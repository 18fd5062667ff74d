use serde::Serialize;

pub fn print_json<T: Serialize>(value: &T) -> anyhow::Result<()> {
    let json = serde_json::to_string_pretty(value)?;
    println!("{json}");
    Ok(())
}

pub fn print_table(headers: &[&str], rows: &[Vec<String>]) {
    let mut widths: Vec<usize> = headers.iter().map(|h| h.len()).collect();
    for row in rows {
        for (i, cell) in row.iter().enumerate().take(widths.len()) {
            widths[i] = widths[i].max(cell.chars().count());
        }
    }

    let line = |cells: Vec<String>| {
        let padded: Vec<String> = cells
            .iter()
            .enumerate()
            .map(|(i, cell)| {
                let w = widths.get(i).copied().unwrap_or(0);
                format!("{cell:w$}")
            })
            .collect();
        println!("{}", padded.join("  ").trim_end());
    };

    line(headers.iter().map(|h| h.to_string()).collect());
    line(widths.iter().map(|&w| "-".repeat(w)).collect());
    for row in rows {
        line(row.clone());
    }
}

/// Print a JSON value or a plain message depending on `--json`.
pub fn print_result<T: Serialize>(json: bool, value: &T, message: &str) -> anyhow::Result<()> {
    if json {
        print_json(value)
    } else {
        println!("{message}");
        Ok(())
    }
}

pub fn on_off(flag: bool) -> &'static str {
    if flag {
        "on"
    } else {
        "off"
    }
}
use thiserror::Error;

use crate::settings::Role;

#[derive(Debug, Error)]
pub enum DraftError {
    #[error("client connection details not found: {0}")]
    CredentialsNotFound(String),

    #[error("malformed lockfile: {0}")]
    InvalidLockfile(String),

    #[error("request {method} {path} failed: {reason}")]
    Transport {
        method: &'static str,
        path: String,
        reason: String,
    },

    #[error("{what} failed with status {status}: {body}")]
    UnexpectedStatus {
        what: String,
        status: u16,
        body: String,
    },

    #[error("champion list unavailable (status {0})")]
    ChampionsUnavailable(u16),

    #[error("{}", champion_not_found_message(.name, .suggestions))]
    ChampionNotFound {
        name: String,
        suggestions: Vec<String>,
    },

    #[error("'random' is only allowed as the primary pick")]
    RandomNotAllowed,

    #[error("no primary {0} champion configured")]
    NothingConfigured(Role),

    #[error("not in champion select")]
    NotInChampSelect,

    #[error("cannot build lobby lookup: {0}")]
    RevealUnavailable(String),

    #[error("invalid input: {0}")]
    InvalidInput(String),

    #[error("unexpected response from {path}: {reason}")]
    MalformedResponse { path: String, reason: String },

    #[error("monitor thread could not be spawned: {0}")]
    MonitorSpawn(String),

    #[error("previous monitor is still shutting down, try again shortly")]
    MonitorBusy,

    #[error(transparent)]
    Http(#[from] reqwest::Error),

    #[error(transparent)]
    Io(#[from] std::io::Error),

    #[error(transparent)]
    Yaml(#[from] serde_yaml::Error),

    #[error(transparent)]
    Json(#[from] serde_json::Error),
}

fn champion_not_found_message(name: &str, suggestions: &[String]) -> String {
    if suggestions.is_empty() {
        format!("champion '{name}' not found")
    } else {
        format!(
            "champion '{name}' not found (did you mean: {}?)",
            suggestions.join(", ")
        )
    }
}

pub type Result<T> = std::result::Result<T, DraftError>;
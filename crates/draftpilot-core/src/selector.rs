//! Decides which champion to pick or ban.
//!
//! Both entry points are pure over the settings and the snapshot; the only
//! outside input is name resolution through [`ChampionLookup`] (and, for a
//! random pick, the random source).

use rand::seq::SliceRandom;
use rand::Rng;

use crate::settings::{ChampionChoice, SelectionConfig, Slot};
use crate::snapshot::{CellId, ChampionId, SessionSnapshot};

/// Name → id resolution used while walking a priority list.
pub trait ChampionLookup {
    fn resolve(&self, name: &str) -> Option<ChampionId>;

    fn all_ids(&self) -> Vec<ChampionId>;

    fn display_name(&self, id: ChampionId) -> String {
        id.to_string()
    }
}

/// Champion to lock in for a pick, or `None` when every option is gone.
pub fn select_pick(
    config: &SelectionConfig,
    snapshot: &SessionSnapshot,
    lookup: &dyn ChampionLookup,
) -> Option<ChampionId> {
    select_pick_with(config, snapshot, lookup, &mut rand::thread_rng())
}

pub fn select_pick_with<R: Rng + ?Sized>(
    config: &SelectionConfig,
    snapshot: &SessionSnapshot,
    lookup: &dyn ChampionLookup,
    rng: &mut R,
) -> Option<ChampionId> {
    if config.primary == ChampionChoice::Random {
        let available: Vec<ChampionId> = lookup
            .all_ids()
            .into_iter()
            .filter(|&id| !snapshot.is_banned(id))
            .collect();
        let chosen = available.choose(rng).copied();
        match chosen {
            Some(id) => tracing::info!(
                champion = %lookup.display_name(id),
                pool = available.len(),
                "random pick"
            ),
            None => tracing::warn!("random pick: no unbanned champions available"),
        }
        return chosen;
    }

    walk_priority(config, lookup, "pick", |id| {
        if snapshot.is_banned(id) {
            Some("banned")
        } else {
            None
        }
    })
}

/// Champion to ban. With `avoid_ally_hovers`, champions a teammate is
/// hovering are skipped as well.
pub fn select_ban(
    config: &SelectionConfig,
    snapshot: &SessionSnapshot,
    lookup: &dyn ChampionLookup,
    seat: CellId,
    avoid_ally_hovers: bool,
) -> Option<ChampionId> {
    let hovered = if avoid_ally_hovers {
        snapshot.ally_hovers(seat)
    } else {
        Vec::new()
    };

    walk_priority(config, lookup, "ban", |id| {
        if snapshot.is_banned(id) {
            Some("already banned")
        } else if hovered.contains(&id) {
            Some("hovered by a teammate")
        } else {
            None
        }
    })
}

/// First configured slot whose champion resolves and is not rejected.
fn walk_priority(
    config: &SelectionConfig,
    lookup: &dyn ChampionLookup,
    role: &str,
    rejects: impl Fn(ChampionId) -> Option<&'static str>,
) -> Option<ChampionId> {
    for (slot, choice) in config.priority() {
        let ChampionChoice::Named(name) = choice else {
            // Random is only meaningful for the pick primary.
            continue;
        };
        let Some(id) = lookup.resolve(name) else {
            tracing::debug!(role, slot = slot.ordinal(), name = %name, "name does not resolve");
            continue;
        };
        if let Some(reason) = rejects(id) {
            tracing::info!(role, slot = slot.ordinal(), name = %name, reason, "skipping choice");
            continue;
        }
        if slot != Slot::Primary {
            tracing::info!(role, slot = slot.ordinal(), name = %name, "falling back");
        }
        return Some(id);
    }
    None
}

---

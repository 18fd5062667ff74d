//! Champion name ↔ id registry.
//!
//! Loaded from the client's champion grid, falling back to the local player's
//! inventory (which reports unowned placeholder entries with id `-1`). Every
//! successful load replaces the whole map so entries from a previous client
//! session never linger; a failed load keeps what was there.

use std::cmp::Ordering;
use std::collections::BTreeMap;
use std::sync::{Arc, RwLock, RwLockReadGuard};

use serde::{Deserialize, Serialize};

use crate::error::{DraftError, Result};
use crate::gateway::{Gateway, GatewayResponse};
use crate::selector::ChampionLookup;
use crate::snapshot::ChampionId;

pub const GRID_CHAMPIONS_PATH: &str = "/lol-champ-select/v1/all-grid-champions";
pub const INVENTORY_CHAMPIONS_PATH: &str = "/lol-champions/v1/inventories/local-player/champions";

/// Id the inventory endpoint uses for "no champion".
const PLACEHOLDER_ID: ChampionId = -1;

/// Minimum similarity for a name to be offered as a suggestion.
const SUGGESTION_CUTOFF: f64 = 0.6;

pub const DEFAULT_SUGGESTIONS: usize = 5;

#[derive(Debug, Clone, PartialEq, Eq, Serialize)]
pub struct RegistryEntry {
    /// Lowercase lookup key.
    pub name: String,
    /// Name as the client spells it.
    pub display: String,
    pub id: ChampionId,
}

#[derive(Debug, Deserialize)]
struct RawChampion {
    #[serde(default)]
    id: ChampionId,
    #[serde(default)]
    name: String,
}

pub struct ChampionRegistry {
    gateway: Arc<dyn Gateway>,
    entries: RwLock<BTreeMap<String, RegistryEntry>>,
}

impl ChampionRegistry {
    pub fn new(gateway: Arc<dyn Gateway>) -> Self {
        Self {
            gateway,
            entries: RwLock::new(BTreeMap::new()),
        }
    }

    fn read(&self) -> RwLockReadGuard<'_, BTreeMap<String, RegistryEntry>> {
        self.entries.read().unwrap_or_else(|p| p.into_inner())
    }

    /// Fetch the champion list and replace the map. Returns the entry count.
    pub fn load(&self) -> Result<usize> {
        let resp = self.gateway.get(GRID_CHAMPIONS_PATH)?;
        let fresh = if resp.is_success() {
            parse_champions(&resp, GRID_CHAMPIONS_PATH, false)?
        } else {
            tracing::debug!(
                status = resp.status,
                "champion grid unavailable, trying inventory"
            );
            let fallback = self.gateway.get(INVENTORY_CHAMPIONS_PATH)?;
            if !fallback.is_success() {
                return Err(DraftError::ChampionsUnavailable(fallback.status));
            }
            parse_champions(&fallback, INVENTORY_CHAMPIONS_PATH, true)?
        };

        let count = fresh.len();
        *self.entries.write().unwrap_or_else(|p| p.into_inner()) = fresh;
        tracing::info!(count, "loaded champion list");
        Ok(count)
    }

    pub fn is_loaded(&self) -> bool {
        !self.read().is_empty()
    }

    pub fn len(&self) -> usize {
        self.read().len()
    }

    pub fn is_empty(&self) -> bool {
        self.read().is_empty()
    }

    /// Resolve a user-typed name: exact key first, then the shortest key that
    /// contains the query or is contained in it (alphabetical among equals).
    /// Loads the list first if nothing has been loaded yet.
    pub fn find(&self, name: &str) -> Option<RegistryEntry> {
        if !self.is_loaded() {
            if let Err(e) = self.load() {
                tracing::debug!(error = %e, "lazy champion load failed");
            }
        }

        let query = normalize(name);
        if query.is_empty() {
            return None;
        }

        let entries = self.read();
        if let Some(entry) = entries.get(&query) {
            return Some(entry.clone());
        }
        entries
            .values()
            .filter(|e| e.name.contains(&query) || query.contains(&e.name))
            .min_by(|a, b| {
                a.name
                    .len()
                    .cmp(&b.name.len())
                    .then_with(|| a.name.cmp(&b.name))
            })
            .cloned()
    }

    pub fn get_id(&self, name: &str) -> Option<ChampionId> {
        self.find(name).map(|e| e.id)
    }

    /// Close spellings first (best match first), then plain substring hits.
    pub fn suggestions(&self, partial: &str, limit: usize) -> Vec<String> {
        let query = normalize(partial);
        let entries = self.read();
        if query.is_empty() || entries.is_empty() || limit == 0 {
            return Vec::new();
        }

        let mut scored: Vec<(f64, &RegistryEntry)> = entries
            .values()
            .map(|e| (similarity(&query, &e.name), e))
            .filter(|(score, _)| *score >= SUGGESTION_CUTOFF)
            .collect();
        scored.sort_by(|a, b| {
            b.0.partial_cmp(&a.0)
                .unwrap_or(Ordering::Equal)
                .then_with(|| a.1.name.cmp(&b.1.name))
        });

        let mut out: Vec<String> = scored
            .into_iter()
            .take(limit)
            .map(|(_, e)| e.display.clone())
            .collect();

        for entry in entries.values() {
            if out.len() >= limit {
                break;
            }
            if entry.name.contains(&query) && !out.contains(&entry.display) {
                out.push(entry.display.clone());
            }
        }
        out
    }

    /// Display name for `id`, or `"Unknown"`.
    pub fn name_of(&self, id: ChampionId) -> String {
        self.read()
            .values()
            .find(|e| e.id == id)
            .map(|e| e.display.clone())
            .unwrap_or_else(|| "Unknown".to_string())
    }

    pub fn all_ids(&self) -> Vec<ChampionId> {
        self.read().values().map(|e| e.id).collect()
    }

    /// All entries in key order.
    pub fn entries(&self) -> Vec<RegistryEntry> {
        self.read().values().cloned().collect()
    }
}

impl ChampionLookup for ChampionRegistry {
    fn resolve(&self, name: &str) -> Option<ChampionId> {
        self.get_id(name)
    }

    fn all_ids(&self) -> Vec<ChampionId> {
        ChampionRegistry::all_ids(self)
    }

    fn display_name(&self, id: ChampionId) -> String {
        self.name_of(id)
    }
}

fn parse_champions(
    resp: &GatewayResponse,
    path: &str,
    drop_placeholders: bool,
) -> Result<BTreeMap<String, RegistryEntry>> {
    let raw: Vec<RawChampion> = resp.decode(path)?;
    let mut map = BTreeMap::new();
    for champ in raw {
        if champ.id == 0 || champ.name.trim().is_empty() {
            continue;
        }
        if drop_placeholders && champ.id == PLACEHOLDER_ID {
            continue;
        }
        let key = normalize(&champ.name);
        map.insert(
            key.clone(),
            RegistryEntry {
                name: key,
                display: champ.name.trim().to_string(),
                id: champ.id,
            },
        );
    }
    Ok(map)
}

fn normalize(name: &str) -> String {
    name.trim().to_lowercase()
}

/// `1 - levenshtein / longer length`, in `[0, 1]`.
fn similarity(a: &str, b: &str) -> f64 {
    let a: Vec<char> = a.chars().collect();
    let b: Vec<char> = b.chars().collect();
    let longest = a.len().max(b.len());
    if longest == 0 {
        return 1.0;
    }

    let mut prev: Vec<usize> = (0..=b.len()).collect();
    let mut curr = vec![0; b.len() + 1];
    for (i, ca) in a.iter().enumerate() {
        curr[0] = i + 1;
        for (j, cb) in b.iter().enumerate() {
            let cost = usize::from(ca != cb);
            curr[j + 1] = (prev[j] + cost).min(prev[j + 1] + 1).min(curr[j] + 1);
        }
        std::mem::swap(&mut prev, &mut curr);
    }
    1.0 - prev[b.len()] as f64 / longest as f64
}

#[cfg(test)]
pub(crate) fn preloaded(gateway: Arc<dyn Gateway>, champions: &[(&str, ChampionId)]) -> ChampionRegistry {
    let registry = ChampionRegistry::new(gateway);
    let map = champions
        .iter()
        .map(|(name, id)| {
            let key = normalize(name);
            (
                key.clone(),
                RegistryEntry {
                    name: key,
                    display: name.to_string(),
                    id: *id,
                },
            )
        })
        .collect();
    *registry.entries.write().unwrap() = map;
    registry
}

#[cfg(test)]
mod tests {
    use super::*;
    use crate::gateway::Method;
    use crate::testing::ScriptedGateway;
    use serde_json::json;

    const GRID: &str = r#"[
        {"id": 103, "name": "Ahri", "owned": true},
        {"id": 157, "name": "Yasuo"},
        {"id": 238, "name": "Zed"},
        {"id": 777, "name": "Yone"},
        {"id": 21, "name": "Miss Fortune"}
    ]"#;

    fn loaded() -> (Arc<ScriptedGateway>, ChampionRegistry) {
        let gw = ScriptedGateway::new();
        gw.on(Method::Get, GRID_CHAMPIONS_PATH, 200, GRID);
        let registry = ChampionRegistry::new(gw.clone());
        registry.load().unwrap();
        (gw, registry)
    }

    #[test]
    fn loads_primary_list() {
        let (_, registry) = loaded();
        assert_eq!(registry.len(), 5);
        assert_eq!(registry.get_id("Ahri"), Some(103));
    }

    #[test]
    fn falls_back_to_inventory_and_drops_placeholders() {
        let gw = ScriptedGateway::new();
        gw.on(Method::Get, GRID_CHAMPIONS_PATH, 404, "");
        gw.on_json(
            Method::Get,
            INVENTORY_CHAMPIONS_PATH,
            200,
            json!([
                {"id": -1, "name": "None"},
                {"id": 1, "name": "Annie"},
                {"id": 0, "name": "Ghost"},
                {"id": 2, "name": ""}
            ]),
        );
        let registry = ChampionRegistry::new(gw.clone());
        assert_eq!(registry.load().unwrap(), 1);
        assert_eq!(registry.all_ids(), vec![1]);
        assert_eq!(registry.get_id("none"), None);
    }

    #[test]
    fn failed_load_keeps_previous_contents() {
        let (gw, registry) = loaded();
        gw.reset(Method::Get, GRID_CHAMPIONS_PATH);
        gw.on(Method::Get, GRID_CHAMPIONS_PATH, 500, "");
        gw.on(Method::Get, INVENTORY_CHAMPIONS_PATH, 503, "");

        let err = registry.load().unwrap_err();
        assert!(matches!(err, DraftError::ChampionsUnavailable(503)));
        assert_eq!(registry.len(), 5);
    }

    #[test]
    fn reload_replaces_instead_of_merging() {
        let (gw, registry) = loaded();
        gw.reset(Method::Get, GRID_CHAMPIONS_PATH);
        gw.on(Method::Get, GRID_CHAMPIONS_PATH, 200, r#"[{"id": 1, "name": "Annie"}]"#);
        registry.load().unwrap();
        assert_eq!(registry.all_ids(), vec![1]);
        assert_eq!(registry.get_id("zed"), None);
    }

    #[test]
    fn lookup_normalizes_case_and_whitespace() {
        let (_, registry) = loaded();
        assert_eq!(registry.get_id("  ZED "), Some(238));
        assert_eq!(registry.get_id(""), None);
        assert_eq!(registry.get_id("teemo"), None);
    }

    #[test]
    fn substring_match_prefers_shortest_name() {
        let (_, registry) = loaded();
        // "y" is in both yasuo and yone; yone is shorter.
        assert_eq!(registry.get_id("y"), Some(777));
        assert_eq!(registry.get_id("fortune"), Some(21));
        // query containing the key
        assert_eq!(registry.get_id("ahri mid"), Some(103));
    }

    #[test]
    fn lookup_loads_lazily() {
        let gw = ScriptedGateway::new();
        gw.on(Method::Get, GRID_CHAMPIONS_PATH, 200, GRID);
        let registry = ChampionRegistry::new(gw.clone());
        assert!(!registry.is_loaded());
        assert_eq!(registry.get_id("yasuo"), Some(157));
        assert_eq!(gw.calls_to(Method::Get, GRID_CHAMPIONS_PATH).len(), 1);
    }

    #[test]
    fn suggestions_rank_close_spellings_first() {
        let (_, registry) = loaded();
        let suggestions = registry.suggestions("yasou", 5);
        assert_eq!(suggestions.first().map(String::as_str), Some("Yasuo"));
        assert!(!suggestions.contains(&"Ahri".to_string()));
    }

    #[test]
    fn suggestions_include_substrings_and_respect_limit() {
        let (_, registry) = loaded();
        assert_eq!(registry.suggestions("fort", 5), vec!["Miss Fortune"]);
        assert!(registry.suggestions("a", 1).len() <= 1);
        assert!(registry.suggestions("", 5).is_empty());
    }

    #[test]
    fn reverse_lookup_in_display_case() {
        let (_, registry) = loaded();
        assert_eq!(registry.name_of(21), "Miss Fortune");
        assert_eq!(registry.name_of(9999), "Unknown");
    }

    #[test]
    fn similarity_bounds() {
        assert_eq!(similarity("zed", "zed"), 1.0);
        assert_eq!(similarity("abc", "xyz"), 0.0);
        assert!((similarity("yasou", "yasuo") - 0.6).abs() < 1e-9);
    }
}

ABOUT THIS TASK> Which of the lines above carry the string "yasou"? Copy every one.

EXERCISE ANSWER>
        let suggestions = registry.suggestions("yasou", 5);
        assert!((similarity("yasou", "yasuo") - 0.6).abs() < 1e-9);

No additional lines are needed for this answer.